1978年に事業主別マンション販売戸数で1位を獲得して以来、2005年に至るまで、28年間連続でダントツの供給戸数をもって、1位の座を確保し続けている。

いまでは標準化されたともいえる、共用玄関のオートロックシステムや宅配ロッカーが最初に導入されたのもライオンズマンション。

ライオンズマンションの特徴のひとつは、新築のライオンズマンションの全てに「住宅性能評価書」が導入されていること。

もうひとつの特徴は、仮設のモデルルームによる販売(=青田売り)を廃止し、完成直前に販売する(=現場現物売り)ことであった(過去形)。

消費者にすれば、現場で現物の住戸を見て確かめられるメリットがある(デベロッパー側にも、仮設モデルルームの建設・維持に係る費用を抑制できるというメリットがある)。
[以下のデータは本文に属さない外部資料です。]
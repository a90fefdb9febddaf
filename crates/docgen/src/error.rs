//! CLI error types.

use docgen_config::ConfigError;

/// CLI error type.
#[derive(Debug, thiserror::Error)]
pub(crate) enum CliError {
    #[error("cannot load config: {0}")]
    Config(#[from] ConfigError),

    #[error("{0}")]
    Io(#[from] std::io::Error),

    #[error("{0}")]
    Json(#[from] serde_json::Error),

    #[error("{0}")]
    Validation(String),
}
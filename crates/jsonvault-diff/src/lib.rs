//! Diff engine for jsonvault.
//!
//! Computes the structural delta between two JSON documents as a
//! [`ChangeSet`] of dotted field paths. The engine is pure and infallible.
//!
//! # Key Types
//!
//! - [`ChangeSet`] -- added / removed / modified paths
//! - [`compute_changes`] -- the diff entry point
//! - [`values_equal`] -- structural equality used to decide "modified"

pub mod changes;
pub mod equality;

pub use changes::{compute_changes, ChangeSet, ROOT_PATH};
pub use equality::values_equal;
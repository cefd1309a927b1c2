use std::path::PathBuf;
use std::time::Duration;

use serde::{Deserialize, Serialize};

/// Storage location and connection pool settings.
#[derive(Clone, Debug, PartialEq, Eq, Serialize, Deserialize)]
#[serde(default)]
pub struct StoreConfig {
    /// SQLite database file. Parent directories are created on open.
    pub path: PathBuf,
    /// Maximum number of pooled connections.
    pub pool_size: usize,
    /// How long a connection waits on a locked database before failing.
    pub busy_timeout_ms: u64,
}

impl StoreConfig {
    pub fn busy_timeout(&self) -> Duration {
        Duration::from_millis(self.busy_timeout_ms)
    }
}

impl Default for StoreConfig {
    fn default() -> Self {
        Self {
            path: PathBuf::from("jsonvault.db"),
            pool_size: 10,
            busy_timeout_ms: 5_000,
        }
    }
}

#[cfg(test)]
mod tests {
    use super::*;

    #[test]
    fn default_config() {
        let c = StoreConfig::default();
        assert_eq!(c.path, PathBuf::from("jsonvault.db"));
        assert_eq!(c.pool_size, 10);
        assert_eq!(c.busy_timeout(), Duration::from_secs(5));
    }
}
ところが、取引銀行の金融支援とオリックスの資本支援を受けて再建を進めるうちに、2005年4月に就任したオリックス出身の田代正明社長が就任してから、完成済み在庫が増えるリスクの高い「現場現物売り」から、従来の「青田売り」に後戻りしている。

大京の新ブランド戦略とは?
大京は、2006年3月3日から、新たなブランド戦略を展開している。

ひとつは、ライオンズマンションのシンボルマーク(図参照)を刷新したこと。
060327 ライオンズシンボルマーク.JPG


二つ目は、「Family First」というブランド・タグライン(=キャッチコピー)を設けたこと。

 「Family First.」に込めた想い
大京グループが大切にしてきた言葉。それは「品質」、「快適」、「家族」です。とくに「家族想いの象徴=ライオン」をマンションブランド名に持つ大京グループの「家族」という言葉に対する想いは非常に強いものがあります。
「Family First.」は、こうした大京グループの全社員共通の想いを時代にあったカタチで表現したものです。
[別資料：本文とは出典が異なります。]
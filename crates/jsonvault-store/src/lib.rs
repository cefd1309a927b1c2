//! Storage for jsonvault.
//!
//! This crate is the relational store behind the entry store and the history
//! recorder. It owns two tables and one view:
//!
//! - `entries` -- canonical current state of every document
//! - `history` -- append-only audit rows, `ON DELETE CASCADE` from `entries`
//! - `history_view` -- `history` joined with the owning entry's name
//!
//! # Storage Backends
//!
//! All backends implement the [`Storage`] trait:
//!
//! - [`SqliteStorage`] -- SQLite file behind a bounded [`ConnectionPool`]
//! - [`InMemoryStorage`] -- `BTreeMap`-based store for tests and embedding
//!
//! # Design Rules
//!
//! 1. Every operation checks out one pooled connection and returns it on exit.
//! 2. Documents are stored as JSON text and decoded on every read.
//! 3. No operation retries; failures surface to the caller immediately.
//! 4. Constraint violations are classified, not flattened into generic errors.

mod codec;
pub mod config;
pub mod error;
pub mod memory;
pub mod pool;
pub mod schema;
pub mod sqlite;
pub mod traits;

pub use config::StoreConfig;
pub use error::{StoreError, StoreResult};
pub use memory::InMemoryStorage;
pub use pool::{ConnectionPool, PoolStatus, PooledConnection};
pub use sqlite::SqliteStorage;
pub use traits::{NewHistoryRecord, Storage};
//! The entry store: CRUD over JSON documents with an audit trail.

use std::sync::Arc;

use jsonvault_diff::compute_changes;
use jsonvault_store::Storage;
use jsonvault_types::{temporal, Entry, EntryId, PageRequest};
use serde::{Deserialize, Serialize};
use serde_json::Value;

use crate::error::{LedgerError, LedgerResult};
use crate::history::{HistoryDraft, HistoryRecorder};

/// Confirmation message returned by [`EntryStore::delete`].
pub const DELETED_MESSAGE: &str = "Entry deleted successfully";

/// Input for [`EntryStore::create`].
#[derive(Clone, Debug, PartialEq)]
pub struct NewEntry {
    pub name: Option<String>,
    pub document: Value,
}

impl NewEntry {
    pub fn new(document: Value) -> Self {
        Self {
            name: None,
            document,
        }
    }

    pub fn with_name(mut self, name: impl Into<String>) -> Self {
        self.name = Some(name.into());
        self
    }

    /// Build from request fields. A missing or `null` document is rejected.
    pub fn from_request(name: Option<String>, data: Option<Value>) -> LedgerResult<Self> {
        let document = required_document(data, "JSON data is required")?;
        Ok(Self { name, document })
    }
}

/// Input for [`EntryStore::update`]. A `None` or blank name leaves the
/// stored name unchanged.
#[derive(Clone, Debug, PartialEq)]
pub struct EntryUpdate {
    pub name: Option<String>,
    pub document: Value,
}

impl EntryUpdate {
    pub fn new(document: Value) -> Self {
        Self {
            name: None,
            document,
        }
    }

    pub fn with_name(mut self, name: impl Into<String>) -> Self {
        self.name = Some(name.into());
        self
    }

    pub fn from_request(name: Option<String>, data: Option<Value>) -> LedgerResult<Self> {
        let document = required_document(data, "JSON data is required for update")?;
        Ok(Self { name, document })
    }
}

/// Result of a successful delete.
#[derive(Clone, Debug, PartialEq, Eq, Serialize, Deserialize)]
pub struct DeletedEntry {
    pub message: String,
    #[serde(rename = "deletedId")]
    pub deleted_id: EntryId,
}

fn required_document(data: Option<Value>, message: &str) -> LedgerResult<Value> {
    match data {
        Some(Value::Null) | None => Err(LedgerError::Validation(message.to_string())),
        Some(document) => Ok(document),
    }
}

/// Empty and whitespace-only names count as absent.
fn normalize_name(name: Option<&str>) -> Option<&str> {
    name.filter(|n| !n.trim().is_empty())
}

/// Owns the canonical current state of every entry and drives the
/// [`HistoryRecorder`] on each mutation.
///
/// Update is a read, a write and an append issued as separate storage
/// calls. Two concurrent updates of the same entry can both observe the same
/// old document; both history rows are kept and the later write wins.
#[derive(Clone)]
pub struct EntryStore {
    storage: Arc<dyn Storage>,
    history: HistoryRecorder,
}

impl EntryStore {
    pub fn new(storage: Arc<dyn Storage>) -> Self {
        let history = HistoryRecorder::new(storage.clone());
        Self { storage, history }
    }

    pub fn history(&self) -> &HistoryRecorder {
        &self.history
    }

    pub fn storage(&self) -> &Arc<dyn Storage> {
        &self.storage
    }

    pub fn create(&self, input: NewEntry) -> LedgerResult<Entry> {
        let name = match normalize_name(input.name.as_deref()) {
            Some(name) => name.to_string(),
            None => temporal::generated_entry_name(temporal::now()),
        };

        let id = self.storage.insert_entry(Some(&name), &input.document)?;
        self.history
            .append(HistoryDraft::created(id, &input.document))?;

        let entry = self.storage.read_entry(id)?.ok_or(LedgerError::NotFound(id))?;
        tracing::info!(entry_id = %id, name = %name, "entry created");
        Ok(entry)
    }

    pub fn get(&self, id: EntryId) -> LedgerResult<Entry> {
        tracing::debug!(entry_id = %id, "reading entry");
        self.storage.read_entry(id)?.ok_or(LedgerError::NotFound(id))
    }

    /// Entries newest first.
    pub fn list(&self, page: PageRequest) -> LedgerResult<Vec<Entry>> {
        tracing::debug!(limit = page.limit(), offset = page.offset(), "listing entries");
        Ok(self.storage.list_entries(page)?)
    }

    pub fn update(&self, id: EntryId, input: EntryUpdate) -> LedgerResult<Entry> {
        let before = self.get(id)?;
        let changes = compute_changes(&before.document, &input.document);

        let name = normalize_name(input.name.as_deref());
        if !self.storage.update_entry(id, name, &input.document)? {
            return Err(LedgerError::NotFound(id));
        }
        self.history.append(HistoryDraft::updated(
            id,
            &before.document,
            &input.document,
            &changes,
        ))?;

        let entry = self.get(id)?;
        tracing::info!(
            entry_id = %id,
            added = changes.added.len(),
            removed = changes.removed.len(),
            modified = changes.modified.len(),
            "entry updated"
        );
        Ok(entry)
    }

    /// Append the DELETE record, then remove the entry. Storage cascades the
    /// removal to every history row of the entry, including the one just
    /// appended.
    pub fn delete(&self, id: EntryId) -> LedgerResult<DeletedEntry> {
        let current = self.get(id)?;
        self.history
            .append(HistoryDraft::deleted(id, &current.document))?;

        if !self.storage.delete_entry(id)? {
            return Err(LedgerError::NotFound(id));
        }
        tracing::info!(entry_id = %id, "entry deleted");
        Ok(DeletedEntry {
            message: DELETED_MESSAGE.to_string(),
            deleted_id: id,
        })
    }
}

impl std::fmt::Debug for EntryStore {
    fn fmt(&self, f: &mut std::fmt::Formatter<'_>) -> std::fmt::Result {
        f.debug_struct("EntryStore").finish_non_exhaustive()
    }
}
また、これまで多種に及んでいたライオンズのブランド名称が、次の4つに整理・統合された。

本 LIONS
基本性能の高さ、セレクトプランの充実、行き届いた管理・サービスを充たしたライオンズブランドの基本形となる物件。

本 THE LIONS
新生ライオンズの提供価値を最も体現する、住環境の良い場所での高品質物件ライオンズブランドを牽引するフラッグシップとなる物件。

本 LIONS TOWER
20階以上のタワー型。眺望が良く街のランドマークとなる物件。

本 LIONS GARDEN
環境創造型の250 戸以上(首都圏以外は150 戸以上)の大規模面開発。共用施設やコミュニティ等が充実した物件。

以上のような、新しいシンボルマークとブランド・タグラインを世の中に広く浸透させようということなのだろう。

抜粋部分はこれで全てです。